Stored dataset items:
%%
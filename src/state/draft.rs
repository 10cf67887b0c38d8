//! Draft autosave for the rating form.
//!
//! SYSTEM CONTEXT
//! ==============
//! Exactly one draft is active at a time, bound to the on-screen item. The
//! controller flushes it on the autosave tick and before every item switch,
//! and asks the service for the next item's stored copy only after the
//! previous flush was written.
//!
//! STATES
//! ======
//! - `Loading`: the snapshot for the item was requested; edits are rejected
//!   until it arrives or the deadline passes. A loading draft is never
//!   flushed, so an empty form can not overwrite the stored copy.
//! - `Hydrated`: filled from the service's snapshot.
//! - `Empty`: the snapshot did not arrive in time; editing starts blank. An
//!   empty draft is saved only once the participant has typed into it.
//!
//! OUTAGES
//! =======
//! A switch whose flush was not written keeps the previous draft as a pending
//! save. [`DraftAutosave::resync`] re-sends pending saves after a reconnect and
//! re-requests the active item's copy if it never arrived.

#[cfg(test)]
#[path = "draft_test.rs"]
mod draft_test;

use std::collections::VecDeque;
use std::sync::Arc;
use std::time::Duration;

use tokio::time::Instant;
use tracing::{debug, info, warn};

use crate::net::codec::Command;
use crate::net::connection::CommandSink;
use crate::net::types::{DraftFields, DraftSnapshot, ItemId, SCORE_RANGE};

#[derive(Debug, Clone, PartialEq, Eq, thiserror::Error)]
pub enum DraftError {
    #[error("no item is active")]
    NoActiveItem,
    #[error("draft for item {0} is still loading")]
    Loading(ItemId),
    #[error("score must be between 1 and 10, got {0:?}")]
    InvalidScore(String),
    #[error("unknown draft field {0:?}")]
    UnknownField(String),
}

/// One editable field of the rating form.
#[derive(Clone, Copy, Debug, PartialEq, Eq, Hash)]
pub enum DraftField {
    Color,
    Foam,
    Smell,
    Taste,
    Opinion,
    Score,
}

impl DraftField {
    pub const ALL: [Self; 6] = [Self::Color, Self::Foam, Self::Smell, Self::Taste, Self::Opinion, Self::Score];

    /// Form field name as the service spells it.
    #[must_use]
    pub fn as_str(self) -> &'static str {
        match self {
            Self::Color => "color",
            Self::Foam => "foam",
            Self::Smell => "smell",
            Self::Taste => "taste",
            Self::Opinion => "opinion",
            Self::Score => "note",
        }
    }

    /// # Errors
    ///
    /// Returns [`DraftError::UnknownField`] for names outside the form.
    pub fn parse(name: &str) -> Result<Self, DraftError> {
        Self::ALL
            .into_iter()
            .find(|field| field.as_str() == name || (*field == Self::Score && name == "score"))
            .ok_or_else(|| DraftError::UnknownField(name.to_owned()))
    }
}

#[derive(Clone, Copy, Debug, PartialEq, Eq)]
pub enum DraftStatus {
    Empty,
    Loading,
    Hydrated,
}

/// The active item's form buffer.
#[derive(Clone, Debug, PartialEq, Eq)]
pub struct Draft {
    item_id: ItemId,
    fields: DraftFields,
    status: DraftStatus,
    edited: bool,
    deadline: Instant,
}

impl Draft {
    #[must_use]
    pub fn item_id(&self) -> ItemId {
        self.item_id
    }

    #[must_use]
    pub fn fields(&self) -> &DraftFields {
        &self.fields
    }

    #[must_use]
    pub fn status(&self) -> DraftStatus {
        self.status
    }

    /// Whether local input changed the draft since it was activated.
    #[must_use]
    pub fn is_edited(&self) -> bool {
        self.edited
    }

    #[must_use]
    pub fn is_editable(&self) -> bool {
        self.status != DraftStatus::Loading
    }

    /// Whether a save would carry anything the service should store. A
    /// blank draft that nobody typed into must not overwrite the stored copy.
    #[must_use]
    pub fn needs_save(&self) -> bool {
        match self.status {
            DraftStatus::Loading => false,
            DraftStatus::Empty => self.edited,
            DraftStatus::Hydrated => true,
        }
    }

    fn save_command(&self) -> Command {
        Command::SaveForm { item_id: self.item_id, fields: self.fields.clone() }
    }
}

/// Owns the active draft and its save schedule.
pub struct DraftAutosave {
    sink: Arc<dyn CommandSink>,
    snapshot_timeout: Duration,
    flush_timeout: Duration,
    draft: Option<Draft>,
    /// Drafts left behind by a switch whose flush was never written.
    pending: Vec<Draft>,
    /// Items whose snapshot was requested and not yet answered, oldest first.
    requested: VecDeque<ItemId>,
}

impl std::fmt::Debug for DraftAutosave {
    fn fmt(&self, f: &mut std::fmt::Formatter<'_>) -> std::fmt::Result {
        f.debug_struct("DraftAutosave")
            .field("draft", &self.draft)
            .field("pending", &self.pending)
            .finish_non_exhaustive()
    }
}

impl DraftAutosave {
    #[must_use]
    pub fn new(sink: Arc<dyn CommandSink>, snapshot_timeout: Duration, flush_timeout: Duration) -> Self {
        Self { sink, snapshot_timeout, flush_timeout, draft: None, pending: Vec::new(), requested: VecDeque::new() }
    }

    #[must_use]
    pub fn draft(&self) -> Option<&Draft> {
        self.draft.as_ref()
    }

    #[must_use]
    pub fn active_item(&self) -> Option<ItemId> {
        self.draft.as_ref().map(Draft::item_id)
    }

    /// Items with a save still waiting for the connection.
    #[must_use]
    pub fn pending_items(&self) -> Vec<ItemId> {
        self.pending.iter().map(Draft::item_id).collect()
    }

    /// When the pending snapshot wait ends, if one is pending.
    #[must_use]
    pub fn loading_deadline(&self) -> Option<Instant> {
        self.draft
            .as_ref()
            .filter(|draft| draft.status == DraftStatus::Loading)
            .map(|draft| draft.deadline)
    }

    /// Bind the form to `item_id`: flush the previous draft, wait for the
    /// flush to be written, then request the stored copy for the new item.
    /// Selecting the already active item does nothing.
    ///
    /// An unwritten flush is kept as a pending save. Returning to an item
    /// with a pending save restores it locally instead of fetching.
    pub async fn set_active_item(&mut self, item_id: ItemId) {
        if self.active_item() == Some(item_id) {
            return;
        }
        if let Some(previous) = self.draft.take().filter(Draft::needs_save) {
            let confirmed = self.sink.send_confirmed(previous.save_command(), self.flush_timeout).await;
            if confirmed {
                self.pending.retain(|draft| draft.item_id != previous.item_id);
            } else {
                warn!(item = previous.item_id, "draft flush before switch was not confirmed; keeping it pending");
                self.keep_pending(previous);
            }
        }
        if let Some(index) = self.pending.iter().position(|draft| draft.item_id == item_id) {
            self.draft = Some(self.pending.remove(index));
            debug!(item = item_id, "draft restored from pending save");
            return;
        }
        self.request_snapshot(item_id);
        debug!(item = item_id, "draft loading");
    }

    fn keep_pending(&mut self, draft: Draft) {
        self.pending.retain(|pending| pending.item_id != draft.item_id);
        self.pending.push(draft);
    }

    fn request_snapshot(&mut self, item_id: ItemId) {
        self.sink.send(Command::GetFormData(item_id));
        self.requested.push_back(item_id);
        self.draft = Some(Draft {
            item_id,
            fields: DraftFields::default(),
            status: DraftStatus::Loading,
            edited: false,
            deadline: Instant::now() + self.snapshot_timeout,
        });
    }

    /// Apply local input to the active draft.
    ///
    /// # Errors
    ///
    /// Rejects input with no active item, while the draft is loading, and
    /// scores outside 1..=10 (an empty score clears it).
    pub fn update_field(&mut self, field: DraftField, value: &str) -> Result<(), DraftError> {
        let draft = self.draft.as_mut().ok_or(DraftError::NoActiveItem)?;
        if !draft.is_editable() {
            return Err(DraftError::Loading(draft.item_id));
        }
        let fields = &mut draft.fields;
        match field {
            DraftField::Color => fields.color = value.to_owned(),
            DraftField::Foam => fields.foam = value.to_owned(),
            DraftField::Smell => fields.smell = value.to_owned(),
            DraftField::Taste => fields.taste = value.to_owned(),
            DraftField::Opinion => fields.opinion = value.to_owned(),
            DraftField::Score => fields.score = parse_score(value)?,
        }
        draft.edited = true;
        Ok(())
    }

    /// Hydrate the active draft from the service's copy. Returns whether the
    /// snapshot was used.
    ///
    /// Snapshots for another item are stale and dropped. A snapshot without
    /// an item id answers the oldest outstanding request. A snapshot arriving
    /// after the deadline still hydrates the draft unless the participant has
    /// started typing.
    pub fn apply_snapshot(&mut self, snapshot: DraftSnapshot) -> bool {
        let answered = self.answered_item(snapshot.item_id);
        let Some(draft) = self.draft.as_mut() else {
            debug!("draft snapshot with no active item");
            return false;
        };
        if answered.is_some_and(|id| id != draft.item_id) {
            debug!(item = ?answered, active = draft.item_id, "stale draft snapshot");
            return false;
        }
        if draft.edited {
            debug!(item = draft.item_id, "keeping local edits over late snapshot");
            return false;
        }
        draft.fields = snapshot.fields;
        draft.status = DraftStatus::Hydrated;
        true
    }

    /// Retire the request a snapshot answers. Replies come back in request
    /// order, so everything requested before it was answered or lost.
    fn answered_item(&mut self, item_id: Option<ItemId>) -> Option<ItemId> {
        match item_id {
            Some(id) => {
                if let Some(index) = self.requested.iter().position(|requested| *requested == id) {
                    self.requested.drain(..=index);
                }
                Some(id)
            }
            None => self.requested.pop_front(),
        }
    }

    /// Fall back to an empty editable draft once the snapshot wait is over.
    /// Returns whether the draft changed state.
    pub fn expire_loading(&mut self, now: Instant) -> bool {
        match self.draft.as_mut() {
            Some(draft) if draft.status == DraftStatus::Loading && draft.deadline <= now => {
                warn!(item = draft.item_id, "draft snapshot timed out; starting empty");
                draft.status = DraftStatus::Empty;
                true
            }
            _ => false,
        }
    }

    /// Send the active draft. Returns whether a save was issued.
    pub fn flush(&self) -> bool {
        match self.draft.as_ref().filter(|draft| draft.needs_save()) {
            Some(draft) => {
                self.sink.send(draft.save_command());
                true
            }
            None => false,
        }
    }

    /// Send the active draft and wait until it is written. Returns `false`
    /// when nothing was sent or the write was not confirmed in time.
    pub async fn flush_confirmed(&self) -> bool {
        match self.draft.as_ref().filter(|draft| draft.needs_save()) {
            Some(draft) => self.sink.send_confirmed(draft.save_command(), self.flush_timeout).await,
            None => false,
        }
    }

    /// Catch up after a reconnect. Pending saves go out first and stay
    /// pending until written. Then the active item's copy is requested again
    /// if it never arrived, or the active draft is flushed.
    pub async fn resync(&mut self) {
        for draft in std::mem::take(&mut self.pending) {
            if self.sink.send_confirmed(draft.save_command(), self.flush_timeout).await {
                debug!(item = draft.item_id, "pending draft saved");
            } else {
                warn!(item = draft.item_id, "pending draft save was not confirmed");
                self.pending.push(draft);
            }
        }
        // Replies to requests sent before the drop are lost with the socket.
        self.requested.clear();
        let refetch = self.draft.as_ref().filter(|draft| !draft.needs_save()).map(Draft::item_id);
        match refetch {
            Some(item_id) => {
                info!(item = item_id, "re-requesting draft snapshot");
                self.request_snapshot(item_id);
            }
            None => {
                self.flush();
            }
        }
    }

    /// Flush and release the active draft.
    pub fn deactivate(&mut self) {
        self.flush();
        self.draft = None;
    }
}

fn parse_score(value: &str) -> Result<Option<u8>, DraftError> {
    let value = value.trim();
    if value.is_empty() {
        return Ok(None);
    }
    match value.parse::<u8>() {
        Ok(score) if SCORE_RANGE.contains(&score) => Ok(Some(score)),
        _ => Err(DraftError::InvalidScore(value.to_owned())),
    }
}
%%
§ **Exercise goal**:
Of all the entries above, how many lines contain "impl"? Give the number alone.

§ **Response for this exercise**:
4